Король Кураб изрыгнул страшное проклятие. Он уже слышал крики и стук копыт, сказавшие ему, что свита нашла в роще мертвого коня повелителя и теперь ищет повсюду короля, и вот-вот будет в хижине. И король подумал: «Если я сейчас откажусь от этого жеребца, этот углежог задумается, а почему я это сделал, и о том же подумают мои люди, которые будут здесь с минуты на минуту.
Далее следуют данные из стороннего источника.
//! # The Document Store Seam
//!
//! [`DocumentStore`] is the single persistence interface the workflow
//! engine talks to. It is object-safe — engines hold `Arc<dyn
//! DocumentStore>` — so the raw methods speak `serde_json::Value`; the
//! typed free functions below wrap the serde round trips.
//!
//! Document ids are caller-generated (UUID newtypes rendered as strings),
//! so an entity's `id` field and its store address never diverge.

use async_trait::async_trait;
use serde::de::DeserializeOwned;
use serde::Serialize;
use serde_json::Value;

use crate::error::StoreError;
use crate::path::CollectionPath;

/// Abstract document store addressed by collection path + document id.
#[async_trait]
pub trait DocumentStore: Send + Sync {
    /// Fetch one document, `None` if absent.
    async fn get(&self, path: &CollectionPath, id: &str) -> Result<Option<Value>, StoreError>;

    /// All documents of a collection, in insertion order.
    async fn list(&self, path: &CollectionPath) -> Result<Vec<Value>, StoreError>;

    /// Documents whose top-level `field` equals `value`, in insertion order.
    async fn query_eq(
        &self,
        path: &CollectionPath,
        field: &str,
        value: &Value,
    ) -> Result<Vec<Value>, StoreError>;

    /// Insert a new document. Fails with
    /// [`StoreError::DuplicateDocument`] if the id is taken.
    async fn add(&self, path: &CollectionPath, id: &str, doc: Value) -> Result<(), StoreError>;

    /// Shallow-merge `patch` into an existing document: present fields
    /// replace, `null` clears, absent fields are untouched. Fails with
    /// [`StoreError::DocumentNotFound`] if the document is absent.
    async fn update(&self, path: &CollectionPath, id: &str, patch: Value) -> Result<(), StoreError>;
}

/// Fetch and deserialize one document.
pub async fn get_doc<T: DeserializeOwned>(
    store: &dyn DocumentStore,
    path: &CollectionPath,
    id: &str,
) -> Result<Option<T>, StoreError> {
    match store.get(path, id).await? {
        Some(value) => Ok(Some(serde_json::from_value(value)?)),
        None => Ok(None),
    }
}

/// Serialize and insert one document under `id`.
pub async fn add_doc<T: Serialize>(
    store: &dyn DocumentStore,
    path: &CollectionPath,
    id: &str,
    doc: &T,
) -> Result<(), StoreError> {
    store.add(path, id, serde_json::to_value(doc)?).await
}

/// List and deserialize a whole collection.
pub async fn list_docs<T: DeserializeOwned>(
    store: &dyn DocumentStore,
    path: &CollectionPath,
) -> Result<Vec<T>, StoreError> {
    store
        .list(path)
        .await?
        .into_iter()
        .map(|v| serde_json::from_value(v).map_err(StoreError::from))
        .collect()
}

/// Query by field equality and deserialize the matches.
pub async fn query_docs<T: DeserializeOwned>(
    store: &dyn DocumentStore,
    path: &CollectionPath,
    field: &str,
    value: &Value,
) -> Result<Vec<T>, StoreError> {
    store
        .query_eq(path, field, value)
        .await?
        .into_iter()
        .map(|v| serde_json::from_value(v).map_err(StoreError::from))
        .collect()
}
Кроме того, у нас, помнится, были запасные лошади, и среди них — прекрасные жеребцы, от которых я тоже буду вынужден отказаться. И мои люди удивятся этому и вспомнят, что я за всю жизнь никогда не ездил на жеребце, а значит, у меня есть какая-то тайна, и однажды они, пусть даже ради шутки, могут подвергнуть меня той самой опасности, о которой меня предупреждала мать.»
Поэтому он вынул меч и отрубил коленопреклоненному крестьянину голову. Затем, выйдя из хижины, он остановился рядом с кобылой и принялся гладить ее и чесать за ушами. И когда его свита, громко и искренне радуясь его спасению, подъехала ближе, он велел им: «Снимите седло и уздечку с моего павшего коня и оседлайте мне эту кобылу, ибо она мне понравилась настолько, что я хочу на ней отправиться домой.»
Его желание было тотчас исполнено без возражений, хотя жеребцы под его придворными были весьма обеспокоены появлением рядом с ними молодой горячей красотки. Как и говорил крестьянин, лошадь оказалась с норовом, и Курабу стоило больших усилий заставить ее повиноваться.
Но поскольку кобыла, несмотря на все недостатки характера, оказалась резвой и выносливой, король решил оставить ее в своих конюшнях. И вскоре забыл о ней за иными делами. Но однажды утром, увидев в окно резвящихся на дворе жеребят, он послал за своим старшим конюхом и спросил у него, как себя чувствует новая кобыла.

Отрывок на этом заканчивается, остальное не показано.